[Work task]:
Word for word, write out all of the data below.

[Available data]:
________________
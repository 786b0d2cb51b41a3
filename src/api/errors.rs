/// Errors from the HTTP transport layer.
use thiserror::Error;

/// Failures that prevent a request from completing a round trip.
///
/// A response with a non-success status is not a `ClientError`; callers decide
/// what a given status means.
#[derive(Debug, Error)]
pub enum ClientError {
    /// The request could not be sent or the response could not be read.
    #[error("HTTP error: {0}")]
    Http(#[from] reqwest::Error),

    /// The configured target is not an http(s) URL.
    #[error("Invalid target '{0}': expected an http:// or https:// URL")]
    InvalidTarget(String),

    /// The configured token cannot be sent as a header value.
    #[error("Invalid token: contains characters not allowed in an HTTP header")]
    InvalidToken,
}
/// Errors from running a command.
use std::io;

use reqwest::StatusCode;
use thiserror::Error;

use crate::api::ClientError;
use crate::plan::Violation;

/// Broad failure category, independent of the text a command printed.
#[derive(Debug, Clone, Copy, PartialEq, Eq)]
pub enum ErrorKind {
    /// Not enough positional arguments.
    Usage,
    /// Rejected locally before any request was sent.
    Validation,
    /// The round trip failed or returned a non-success status.
    Transport,
    /// A body could not be encoded or decoded.
    Decode,
    /// Writing to the output stream failed.
    Output,
}

/// Errors that can occur while running a command.
#[derive(Debug, Error)]
pub enum CommandError {
    /// The dispatcher supplied fewer positional arguments than the command needs.
    #[error("{command} expects at least {expected} argument(s), got {got}\nUsage: {usage}")]
    MissingArgs {
        /// Command name.
        command: &'static str,
        /// Usage line of the command.
        usage: &'static str,
        /// Minimum positional arguments.
        expected: usize,
        /// Positional arguments supplied.
        got: usize,
    },

    /// The plan broke one or more validation rules.
    #[error(
        "Invalid plan: {}",
        .0.iter().map(ToString::to_string).collect::<Vec<_>>().join(" ")
    )]
    Validation(Vec<Violation>),

    /// The API could not be reached.
    #[error(transparent)]
    Transport(#[from] ClientError),

    /// The API answered with a non-success status.
    #[error("Request failed with status {0}")]
    Status(StatusCode),

    /// The request body could not be serialized.
    #[error("Failed to encode request: {0}")]
    Encode(#[source] serde_json::Error),

    /// The response body could not be decoded.
    #[error(transparent)]
    Decode(serde_json::Error),

    /// Writing to the output stream failed.
    #[error("Failed to write output: {0}")]
    Output(#[from] io::Error),
}

impl CommandError {
    /// Category of this error.
    #[must_use]
    pub fn kind(&self) -> ErrorKind {
        match self {
            Self::MissingArgs { .. } => ErrorKind::Usage,
            Self::Validation(_) => ErrorKind::Validation,
            Self::Transport(_) | Self::Status(_) => ErrorKind::Transport,
            Self::Encode(_) | Self::Decode(_) => ErrorKind::Decode,
            Self::Output(_) => ErrorKind::Output,
        }
    }

    /// Return the CLI exit code for this error.
    #[must_use]
    pub fn exit_code(&self) -> i32 {
        match self.kind() {
            ErrorKind::Output => 1,
            ErrorKind::Usage => 2,
            ErrorKind::Validation => 3,
            ErrorKind::Transport => 4,
            ErrorKind::Decode => 5,
        }
    }
}
/// CLI argument definitions via clap derive.
use clap::builder::NonEmptyStringValueParser;
use clap::{Args, Parser, Subcommand};

use crate::commands::{PlanCreate, PlanRemove, RouterList};

/// planctl — administer platform resource plans.
#[derive(Debug, Parser)]
#[command(
    name = "planctl",
    about = "Create, remove, and inspect platform resource plans from the CLI",
    version,
    arg_required_else_help = true
)]
pub struct Cli {
    /// Base URL of the platform API.
    #[arg(
        long,
        global = true,
        env = "PLANCTL_TARGET",
        value_name = "URL",
        default_value = "http://localhost:8080"
    )]
    pub target: String,

    /// Bearer token sent with every request.
    #[arg(long, global = true, env = "PLANCTL_TOKEN", hide_env_values = true)]
    pub token: Option<String>,

    /// Per-request timeout in seconds.
    #[arg(
        long,
        global = true,
        env = "PLANCTL_TIMEOUT",
        value_name = "SECS",
        default_value_t = 30
    )]
    pub timeout: u64,

    /// Print request/response logging to stderr.
    #[arg(long, global = true)]
    pub debug: bool,

    #[command(subcommand)]
    pub command: Command,
}

/// All subcommands.
#[derive(Debug, Subcommand)]
pub enum Command {
    /// Create a plan.
    #[command(about = PlanCreate::INFO.desc)]
    PlanCreate(PlanCreateArgs),
    /// Remove a plan.
    #[command(about = PlanRemove::INFO.desc)]
    PlanRemove(PlanRemoveArgs),
    /// List plan routers.
    #[command(about = RouterList::INFO.desc)]
    RouterList,
}

/// Arguments for `planctl plan-create`.
#[derive(Debug, Parser)]
pub struct PlanCreateArgs {
    /// Name of the new plan.
    #[arg(value_parser = NonEmptyStringValueParser::new())]
    pub name: String,

    #[command(flatten)]
    pub flags: PlanCreateFlags,
}

/// Options accepted by `plan-create`. Omitted options keep their zero value.
#[derive(Debug, Clone, Default, PartialEq, Eq, Args)]
pub struct PlanCreateFlags {
    /// Relative CPU weight (minimum 2).
    #[arg(
        short = 'c',
        long = "cpushare",
        value_name = "CPUSHARE",
        default_value_t = 0,
        allow_negative_numbers = true
    )]
    pub cpushare: i64,

    /// Memory limit in bytes (minimum 4194304 when set).
    #[arg(
        short = 'm',
        long,
        value_name = "BYTES",
        default_value_t = 0,
        allow_negative_numbers = true
    )]
    pub memory: i64,

    /// Swap limit in bytes.
    #[arg(
        short = 's',
        long,
        value_name = "BYTES",
        default_value_t = 0,
        allow_negative_numbers = true
    )]
    pub swap: i64,

    /// Use this plan when none is specified.
    #[arg(short = 'd', long)]
    pub default: bool,

    /// Router to associate with the plan.
    #[arg(short = 'r', long, value_name = "ROUTER")]
    pub router: Option<String>,
}

/// Arguments for `planctl plan-remove`.
#[derive(Debug, Parser)]
pub struct PlanRemoveArgs {
    /// Name of the plan to remove.
    #[arg(value_parser = NonEmptyStringValueParser::new())]
    pub name: String,
}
________________
[Result of this exercise]:
repository 786b0d2cb51b41a3
filename src/api/errors.rs
/// Errors from the HTTP transport layer.
use thiserror::Error;

/// Failures that prevent a request from completing a round trip.
///
/// A response with a non-success status is not a `ClientError`; callers decide
/// what a given status means.
#[derive(Debug, Error)]
pub enum ClientError {
    /// The request could not be sent or the response could not be read.
    #[error("HTTP error: {0}")]
    Http(#[from] reqwest::Error),

    /// The configured target is not an http(s) URL.
    #[error("Invalid target '{0}': expected an http:// or https:// URL")]
    InvalidTarget(String),

    /// The configured token cannot be sent as a header value.
    #[error("Invalid token: contains characters not allowed in an HTTP header")]
    InvalidToken,
}
/// Errors from running a command.
use std::io;

use reqwest::StatusCode;
use thiserror::Error;

use crate::api::ClientError;
use crate::plan::Violation;

/// Broad failure category, independent of the text a command printed.
#[derive(Debug, Clone, Copy, PartialEq, Eq)]
pub enum ErrorKind {
    /// Not enough positional arguments.
    Usage,
    /// Rejected locally before any request was sent.
    Validation,
    /// The round trip failed or returned a non-success status.
    Transport,
    /// A body could not be encoded or decoded.
    Decode,
    /// Writing to the output stream failed.
    Output,
}

/// Errors that can occur while running a command.
#[derive(Debug, Error)]
pub enum CommandError {
    /// The dispatcher supplied fewer positional arguments than the command needs.
    #[error("{command} expects at least {expected} argument(s), got {got}\nUsage: {usage}")]
    MissingArgs {
        /// Command name.
        command: &'static str,
        /// Usage line of the command.
        usage: &'static str,
        /// Minimum positional arguments.
        expected: usize,
        /// Positional arguments supplied.
        got: usize,
    },

    /// The plan broke one or more validation rules.
    #[error(
        "Invalid plan: {}",
        .0.iter().map(ToString::to_string).collect::<Vec<_>>().join(" ")
    )]
    Validation(Vec<Violation>),

    /// The API could not be reached.
    #[error(transparent)]
    Transport(#[from] ClientError),

    /// The API answered with a non-success status.
    #[error("Request failed with status {0}")]
    Status(StatusCode),

    /// The request body could not be serialized.
    #[error("Failed to encode request: {0}")]
    Encode(#[source] serde_json::Error),

    /// The response body could not be decoded.
    #[error(transparent)]
    Decode(serde_json::Error),

    /// Writing to the output stream failed.
    #[error("Failed to write output: {0}")]
    Output(#[from] io::Error),
}

impl CommandError {
    /// Category of this error.
    #[must_use]
    pub fn kind(&self) -> ErrorKind {
        match self {
            Self::MissingArgs { .. } => ErrorKind::Usage,
            Self::Validation(_) => ErrorKind::Validation,
            Self::Transport(_) | Self::Status(_) => ErrorKind::Transport,
            Self::Encode(_) | Self::Decode(_) => ErrorKind::Decode,
            Self::Output(_) => ErrorKind::Output,
        }
    }

    /// Return the CLI exit code for this error.
    #[must_use]
    pub fn exit_code(&self) -> i32 {
        match self.kind() {
            ErrorKind::Output => 1,
            ErrorKind::Usage => 2,
            ErrorKind::Validation => 3,
            ErrorKind::Transport => 4,
            ErrorKind::Decode => 5,
        }
    }
}
/// CLI argument definitions via clap derive.
use clap::builder::NonEmptyStringValueParser;
use clap::{Args, Parser, Subcommand};

use crate::commands::{PlanCreate, PlanRemove, RouterList};

/// planctl — administer platform resource plans.
#[derive(Debug, Parser)]
#[command(
    name = "planctl",
    about = "Create, remove, and inspect platform resource plans from the CLI",
    version,
    arg_required_else_help = true
)]
pub struct Cli {
    /// Base URL of the platform API.
    #[arg(
        long,
        global = true,
        env = "PLANCTL_TARGET",
        value_name = "URL",
        default_value = "http://localhost:8080"
    )]
    pub target: String,

    /// Bearer token sent with every request.
    #[arg(long, global = true, env = "PLANCTL_TOKEN", hide_env_values = true)]
    pub token: Option<String>,

    /// Per-request timeout in seconds.
    #[arg(
        long,
        global = true,
        env = "PLANCTL_TIMEOUT",
        value_name = "SECS",
        default_value_t = 30
    )]
    pub timeout: u64,

    /// Print request/response logging to stderr.
    #[arg(long, global = true)]
    pub debug: bool,

    #[command(subcommand)]
    pub command: Command,
}

/// All subcommands.
#[derive(Debug, Subcommand)]
pub enum Command {
    /// Create a plan.
    #[command(about = PlanCreate::INFO.desc)]
    PlanCreate(PlanCreateArgs),
    /// Remove a plan.
    #[command(about = PlanRemove::INFO.desc)]
    PlanRemove(PlanRemoveArgs),
    /// List plan routers.
    #[command(about = RouterList::INFO.desc)]
    RouterList,
}

/// Arguments for `planctl plan-create`.
#[derive(Debug, Parser)]
pub struct PlanCreateArgs {
    /// Name of the new plan.
    #[arg(value_parser = NonEmptyStringValueParser::new())]
    pub name: String,

    #[command(flatten)]
    pub flags: PlanCreateFlags,
}

/// Options accepted by `plan-create`. Omitted options keep their zero value.
#[derive(Debug, Clone, Default, PartialEq, Eq, Args)]
pub struct PlanCreateFlags {
    /// Relative CPU weight (minimum 2).
    #[arg(
        short = 'c',
        long = "cpushare",
        value_name = "CPUSHARE",
        default_value_t = 0,
        allow_negative_numbers = true
    )]
    pub cpushare: i64,

    /// Memory limit in bytes (minimum 4194304 when set).
    #[arg(
        short = 'm',
        long,
        value_name = "BYTES",
        default_value_t = 0,
        allow_negative_numbers = true
    )]
    pub memory: i64,

    /// Swap limit in bytes.
    #[arg(
        short = 's',
        long,
        value_name = "BYTES",
        default_value_t = 0,
        allow_negative_numbers = true
    )]
    pub swap: i64,

    /// Use this plan when none is specified.
    #[arg(short = 'd', long)]
    pub default: bool,

    /// Router to associate with the plan.
    #[arg(short = 'r', long, value_name = "ROUTER")]
    pub router: Option<String>,
}

/// Arguments for `planctl plan-remove`.
#[derive(Debug, Parser)]
pub struct PlanRemoveArgs {
    /// Name of the plan to remove.
    #[arg(value_parser = NonEmptyStringValueParser::new())]
    pub name: String,
}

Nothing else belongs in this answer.